Mythologies
The 1760s marked a new interest in ancient Greek and Roman history, prompted by the archaeological discoveries of Pompeii and Herculaneum and the German writer Winckelmann's neo-classical theories. This tendency was embodied in a taste for classical history, which by the end of the 18th century, inspired artists to reconstruct costumes and decors from antiquity with ever greater fidelity.
The neoclassicism of Vien, master of Taillasson, is symptomatic of the intrusion of sensuality and hedonism in the subjects painted. Mythological scenes were often a pretext for representations of nakedness evoked with delicacy and refinement (see Love fleeing slavery, Augustins museum). Although the mythological genre gave way to the portrayal of contemporary history at the beginning of the 19th century during the Empire, the Fine Arts academy and art instruction in general remained profoundly attached to Greek and Latin culture.
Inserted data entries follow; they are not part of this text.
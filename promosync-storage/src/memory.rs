//! In-memory store implementations for tests and local runs.

use std::collections::BTreeMap;
use std::sync::{Arc, RwLock};

use async_trait::async_trait;
use promosync_core::{Promotion, StorageError, SyncResult};

use crate::slots::{Slot, SlotAssignment};
use crate::traits::{PrimaryStore, ReplicaStore};

type Table = BTreeMap<String, Promotion>;

// ============================================================================
// PRIMARY
// ============================================================================

/// In-memory primary store. Records are kept ordered by id.
#[derive(Debug, Default, Clone)]
pub struct InMemoryPrimaryStore {
    records: Arc<RwLock<Table>>,
}

impl InMemoryPrimaryStore {
    pub fn new() -> Self {
        Self::default()
    }

    /// Store seeded with `records`, for tests.
    pub fn with_records(records: impl IntoIterator<Item = Promotion>) -> Self {
        let table = records
            .into_iter()
            .map(|p| (p.id.clone(), p))
            .collect::<Table>();
        Self {
            records: Arc::new(RwLock::new(table)),
        }
    }

    pub fn get(&self, id: &str) -> SyncResult<Option<Promotion>> {
        let records = self.records.read().map_err(|_| StorageError::LockPoisoned)?;
        Ok(records.get(id).cloned())
    }

    pub fn snapshot(&self) -> SyncResult<Vec<Promotion>> {
        let records = self.records.read().map_err(|_| StorageError::LockPoisoned)?;
        Ok(records.values().cloned().collect())
    }
}

#[async_trait]
impl PrimaryStore for InMemoryPrimaryStore {
    async fn clear(&self) -> SyncResult<()> {
        self.records
            .write()
            .map_err(|_| StorageError::LockPoisoned)?
            .clear();
        Ok(())
    }

    async fn insert(&self, promotion: &Promotion) -> SyncResult<()> {
        let mut records = self.records.write().map_err(|_| StorageError::LockPoisoned)?;
        if records.contains_key(&promotion.id) {
            return Err(StorageError::DuplicateKey {
                id: promotion.id.clone(),
            }
            .into());
        }
        records.insert(promotion.id.clone(), promotion.clone());
        Ok(())
    }

    async fn count(&self) -> SyncResult<u64> {
        let records = self.records.read().map_err(|_| StorageError::LockPoisoned)?;
        Ok(records.len() as u64)
    }

    async fn batch(&self, offset: u64, limit: u64) -> SyncResult<Vec<Promotion>> {
        let records = self.records.read().map_err(|_| StorageError::LockPoisoned)?;
        Ok(records
            .values()
            .skip(offset as usize)
            .take(limit as usize)
            .cloned()
            .collect())
    }
}

// ============================================================================
// REPLICA
// ============================================================================

/// In-memory replica store with three slots.
///
/// Point reads hold the assignment lock while they read the live slot, so
/// a rotation can never interleave with a lookup.
#[derive(Debug, Default, Clone)]
pub struct InMemoryReplicaStore {
    assignment: Arc<RwLock<SlotAssignment>>,
    slots: Arc<[RwLock<Table>; 3]>,
}

impl InMemoryReplicaStore {
    pub fn new() -> Self {
        Self::default()
    }

    /// Records in the live slot, read atomically with respect to rotation.
    pub fn live_snapshot(&self) -> SyncResult<Vec<Promotion>> {
        let assignment = self
            .assignment
            .read()
            .map_err(|_| StorageError::LockPoisoned)?;
        let slot = self.slots[assignment.live.index()]
            .read()
            .map_err(|_| StorageError::LockPoisoned)?;
        Ok(slot.values().cloned().collect())
    }

    pub fn slot_snapshot(&self, slot: Slot) -> SyncResult<Vec<Promotion>> {
        let table = self.slots[slot.index()]
            .read()
            .map_err(|_| StorageError::LockPoisoned)?;
        Ok(table.values().cloned().collect())
    }

    /// Seed a slot directly, bypassing the rebuild path. Test helper.
    pub fn seed_slot(&self, slot: Slot, records: impl IntoIterator<Item = Promotion>) -> SyncResult<()> {
        let mut table = self.slots[slot.index()]
            .write()
            .map_err(|_| StorageError::LockPoisoned)?;
        for record in records {
            table.insert(record.id.clone(), record);
        }
        Ok(())
    }
}

#[async_trait]
impl ReplicaStore for InMemoryReplicaStore {
    async fn assignment(&self) -> SyncResult<SlotAssignment> {
        let assignment = self
            .assignment
            .read()
            .map_err(|_| StorageError::LockPoisoned)?;
        Ok(*assignment)
    }

    async fn clear_slot(&self, slot: Slot) -> SyncResult<()> {
        self.slots[slot.index()]
            .write()
            .map_err(|_| StorageError::LockPoisoned)?
            .clear();
        Ok(())
    }

    async fn insert_batch(&self, slot: Slot, records: &[Promotion]) -> SyncResult<u64> {
        let mut table = self.slots[slot.index()]
            .write()
            .map_err(|_| StorageError::LockPoisoned)?;
        // All-or-nothing, like the single transaction of the SQL backend.
        if let Some(dup) = records.iter().find(|r| table.contains_key(&r.id)) {
            return Err(StorageError::DuplicateKey { id: dup.id.clone() }.into());
        }
        for record in records {
            table.insert(record.id.clone(), record.clone());
        }
        Ok(records.len() as u64)
    }

    async fn rotate(&self, expected: &SlotAssignment) -> SyncResult<SlotAssignment> {
        let mut assignment = self
            .assignment
            .write()
            .map_err(|_| StorageError::LockPoisoned)?;
        if *assignment != *expected {
            return Err(StorageError::SlotConflict {
                expected: expected.to_string(),
                found: assignment.to_string(),
            }
            .into());
        }
        *assignment = assignment.rotated();
        Ok(*assignment)
    }

    async fn get_live(&self, id: &str) -> SyncResult<Option<Promotion>> {
        let assignment = self
            .assignment
            .read()
            .map_err(|_| StorageError::LockPoisoned)?;
        let slot = self.slots[assignment.live.index()]
            .read()
            .map_err(|_| StorageError::LockPoisoned)?;
        Ok(slot.get(id).cloned())
    }

    async fn count_slot(&self, slot: Slot) -> SyncResult<u64> {
        let table = self.slots[slot.index()]
            .read()
            .map_err(|_| StorageError::LockPoisoned)?;
        Ok(table.len() as u64)
    }

    async fn live_count(&self) -> SyncResult<(SlotAssignment, u64)> {
        // Holding the assignment read lock blocks `rotate` until counted.
        let assignment = self
            .assignment
            .read()
            .map_err(|_| StorageError::LockPoisoned)?;
        let table = self.slots[assignment.live.index()]
            .read()
            .map_err(|_| StorageError::LockPoisoned)?;
        Ok((*assignment, table.len() as u64))
    }
}

// ============================================================================
// TESTS
// ============================================================================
The subjects chosen for the Prix de Rome stand in proof of this.
Classical literature, exulted by Ingres in the Apotheosis of Homer, painted for the ceiling of the Clarac room at the Louvre, remains a source of rich inspiration that attracted romanticists and classicists like Abel de Pujol, a pupil of David and Prix de Rome in 1810, whose subject, the Propoetides changed into rock is borrowed from Ovid's Metamorphoses.